Egypt Exposes Fundamental Defect at the Heart of Democracy

Egypt provides evidence of how devious people seek to claim authority over others against their consent. Morsi claimed that God Himself had told him to govern in the way he did.

It is almost entertaining to see all the handwringing in Western capitals over the ousting of the Muslim Brotherhood government in Egypt.

Of course, no one is sorry to see the back of Morsi and his Islamic government, but Western politicians are making a lot of virtuous noise about the importance of upholding democracy.
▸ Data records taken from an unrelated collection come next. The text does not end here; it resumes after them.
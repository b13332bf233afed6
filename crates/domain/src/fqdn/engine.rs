use std::collections::{HashMap, HashSet};
use std::net::IpAddr;
use std::time::Instant;

use super::entity::{DnsMeta, FqdnSelectorItem, MergeOutcome, RuleId};
use super::error::FqdnError;

/// Selector index and DNS cache for FQDN-based policy rules.
///
/// Keeps the bidirectional name ↔ selector ↔ rule maps and the per-name
/// resolution cache in one structure: a response merge has to observe
/// and mutate all of them atomically, so the application layer guards
/// the whole engine with a single mutex. All mutation goes through
/// `&mut self`; time is injected by the caller.
pub struct FqdnSelectorEngine {
    /// Tracked FQDNs with their resolved addresses.
    dns_cache: HashMap<String, DnsMeta>,
    /// Which selectors currently match each known FQDN.
    fqdn_to_selector: HashMap<String, HashSet<FqdnSelectorItem>>,
    /// Reverse of `fqdn_to_selector`: the known FQDNs each selector matches.
    selector_to_fqdn: HashMap<FqdnSelectorItem, HashSet<String>>,
    /// The rules referencing each selector. A selector lives exactly as
    /// long as this entry is non-empty.
    selector_to_rule_ids: HashMap<FqdnSelectorItem, HashSet<RuleId>>,
}

impl FqdnSelectorEngine {
    pub fn new() -> Self {
        Self {
            dns_cache: HashMap::new(),
            fqdn_to_selector: HashMap::new(),
            selector_to_fqdn: HashMap::new(),
            selector_to_rule_ids: HashMap::new(),
        }
    }

    // ── Rule registration ───────────────────────────────────────────

    /// Register a rule's FQDN expressions.
    ///
    /// Returns the exact names that should be resolved immediately. A new
    /// pattern selector is instead matched against every name already in
    /// the cache; no query can be issued for names nobody has looked up.
    pub fn add_rule(&mut self, rule_id: &str, fqdns: &[String]) -> Result<Vec<String>, FqdnError> {
        let mut to_query = Vec::new();
        for fqdn in fqdns {
            let selector = FqdnSelectorItem::from_expression(fqdn)?;
            if let Some(rule_ids) = self.selector_to_rule_ids.get_mut(&selector) {
                rule_ids.insert(rule_id.to_string());
                continue;
            }
            self.selector_to_rule_ids
                .insert(selector.clone(), HashSet::from([rule_id.to_string()]));
            match selector.exact_name() {
                Some(name) => {
                    let name = name.to_string();
                    self.set_fqdn_match_selector(&name, selector);
                    to_query.push(name);
                }
                None => {
                    let matched: Vec<String> = self
                        .dns_cache
                        .keys()
                        .filter(|name| selector.matches(name.as_str()))
                        .cloned()
                        .collect();
                    for name in matched {
                        self.set_fqdn_match_selector(&name, selector.clone());
                    }
                }
            }
        }
        Ok(to_query)
    }

    /// Drop a rule from each selector it referenced; selectors left with
    /// no rules are garbage-collected, and names left with no selectors
    /// are evicted from the cache.
    pub fn remove_rule(&mut self, rule_id: &str, fqdns: &[String]) -> Result<(), FqdnError> {
        for fqdn in fqdns {
            let selector = FqdnSelectorItem::from_expression(fqdn)?;
            let Some(rule_ids) = self.selector_to_rule_ids.get_mut(&selector) else {
                continue;
            };
            if rule_ids.remove(rule_id) && rule_ids.is_empty() {
                self.cleanup_selector(&selector);
            }
        }
        Ok(())
    }

    fn cleanup_selector(&mut self, selector: &FqdnSelectorItem) {
        for fqdn in self.selector_to_fqdn.remove(selector).unwrap_or_default() {
            let Some(selectors) = self.fqdn_to_selector.get_mut(&fqdn) else {
                continue;
            };
            selectors.remove(selector);
            if selectors.is_empty() {
                self.fqdn_to_selector.remove(&fqdn);
                self.dns_cache.remove(&fqdn);
            }
        }
        self.selector_to_rule_ids.remove(selector);
    }

    /// Record that `fqdn` and `selector` match, in both directions.
    fn set_fqdn_match_selector(&mut self, fqdn: &str, selector: FqdnSelectorItem) {
        self.selector_to_fqdn
            .entry(selector.clone())
            .or_default()
            .insert(fqdn.to_string());
        self.fqdn_to_selector
            .entry(fqdn.to_string())
            .or_default()
            .insert(selector);
    }

    // ── Lookups ─────────────────────────────────────────────────────

    /// The cached addresses for every name a known selector matches.
    /// `None` when the selector was never registered by any rule.
    pub fn ips_for_selector(&self, selector: &FqdnSelectorItem) -> Option<Vec<IpAddr>> {
        let fqdns = self.selector_to_fqdn.get(selector)?;
        let mut ips = Vec::new();
        for fqdn in fqdns {
            if let Some(meta) = self.dns_cache.get(fqdn) {
                ips.extend(meta.response_ips.keys().copied());
            }
        }
        Some(ips)
    }

    /// Every rule whose selectors match the given name.
    pub fn affected_rules(&self, fqdn: &str) -> HashSet<RuleId> {
        let mut rules = HashSet::new();
        let Some(selectors) = self.fqdn_to_selector.get(fqdn) else {
            return rules;
        };
        for selector in selectors {
            if let Some(rule_ids) = self.selector_to_rule_ids.get(selector) {
                rules.extend(rule_ids.iter().cloned());
            }
        }
        rules
    }

    /// Whether the name is currently tracked in the cache.
    pub fn is_tracking(&self, fqdn: &str) -> bool {
        self.dns_cache.contains_key(fqdn)
    }

    pub fn tracked_fqdn_count(&self) -> usize {
        self.dns_cache.len()
    }

    pub fn selector_count(&self) -> usize {
        self.selector_to_rule_ids.len()
    }

    // ── Response merge ──────────────────────────────────────────────

    /// Merge a DNS response into the cache.
    ///
    /// A name seen for the first time is admitted only if a registered
    /// selector matches it (binding the mappings as a side effect).
    /// For a cached name: new addresses are added; addresses present in
    /// both keep the later expiration; addresses absent from the response
    /// are retained until they expire, then dropped. The outcome carries
    /// the delay until the earliest surviving expiration so the caller
    /// can schedule a re-query.
    pub fn merge_response(
        &mut self,
        fqdn: &str,
        new_ips: &HashMap<IpAddr, Instant>,
        now: Instant,
    ) -> MergeOutcome {
        let mut merged: HashMap<IpAddr, Instant> = HashMap::new();
        let mut address_update = false;

        if let Some(cached) = self.dns_cache.get(fqdn) {
            for (ip, expires_at) in new_ips {
                if !cached.response_ips.contains_key(ip) {
                    merged.insert(*ip, *expires_at);
                    address_update = true;
                }
            }
            for (ip, cached_expiry) in &cached.response_ips {
                match new_ips.get(ip) {
                    // Present in both: never shorten a lifetime already promised.
                    Some(new_expiry) => {
                        merged.insert(*ip, (*cached_expiry).max(*new_expiry));
                    }
                    // Absent and expired: drop, and let the rules resync.
                    None if *cached_expiry < now => {
                        address_update = true;
                    }
                    // Absent but still live: keep it. Round-robin DNS and
                    // split answer sets would otherwise make rules flap.
                    None => {
                        merged.insert(*ip, *cached_expiry);
                    }
                }
            }
        } else {
            let matching: Vec<FqdnSelectorItem> = self
                .selector_to_rule_ids
                .keys()
                .filter(|selector| selector.matches(fqdn))
                .cloned()
                .collect();
            if !matching.is_empty() {
                // A name can be matched by several selectors; bind them all.
                for selector in matching {
                    self.set_fqdn_match_selector(fqdn, selector);
                }
                merged.extend(new_ips.iter());
                address_update = true;
            }
        }

        // Empty only when no selector matched a first-seen name.
        if merged.is_empty() {
            return MergeOutcome::default();
        }
        let earliest = merged.values().min().copied();
        self.dns_cache
            .insert(fqdn.to_string(), DnsMeta { response_ips: merged });
        MergeOutcome {
            address_update,
            requery_after: earliest.map(|e| e.saturating_duration_since(now)),
        }
    }
}

impl Default for FqdnSelectorEngine {
    fn default() -> Self {
        Self::new()
    }
}

// ── Tests ───────────────────────────────────────────────────────────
The United States, in particular, has been careful not to call it a military coup because that would technically require the suspension of aid to Egypt, which would have the effect of alienating what may turn out to be a more agreeable government to Western interests.

The position of the United States is most ironic, because the most eloquent justification for what has happened in Egypt can be found in the American Declaration of Independence itself.
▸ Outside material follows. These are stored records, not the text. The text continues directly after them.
use crate::secondary::metrics_port::{InterceptionMetrics, ResolutionMetrics};

/// No-op implementation of all metrics sub-traits for use in tests.
///
/// All methods inherit the default no-op implementations from the sub-traits.
pub struct NoopMetrics;

impl InterceptionMetrics for NoopMetrics {}
impl ResolutionMetrics for NoopMetrics {}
Best known for declaring ‘that all men are created equal’ and have been ‘endowed by their Creator with certain unalienable rights, [among which] are Life, Liberty and the pursuit of Happiness’, it is actually what follows that is most striking. ‘That to secure these Rights, Governments are instituted among Men, deriving their just powers from the CONSENT of the governed, — That whenever any Form of Government becomes destructive of these ends, it is the Right of the People to alter or abolish it, and to institute new Government … on such PRINCIPLES … as to them shall seem most likely to effect their Safety and Happiness.’

This ‘Right of the People to alter or abolish’ their government if it becomes destructive to the ends it was supposed to serve, reveals a fundamental contradiction at the heart of liberal democracy, or what I prefer to call Liberal Fundamentalist democracy – which is, that individual freedom and majority rule are entirely incompatible concepts.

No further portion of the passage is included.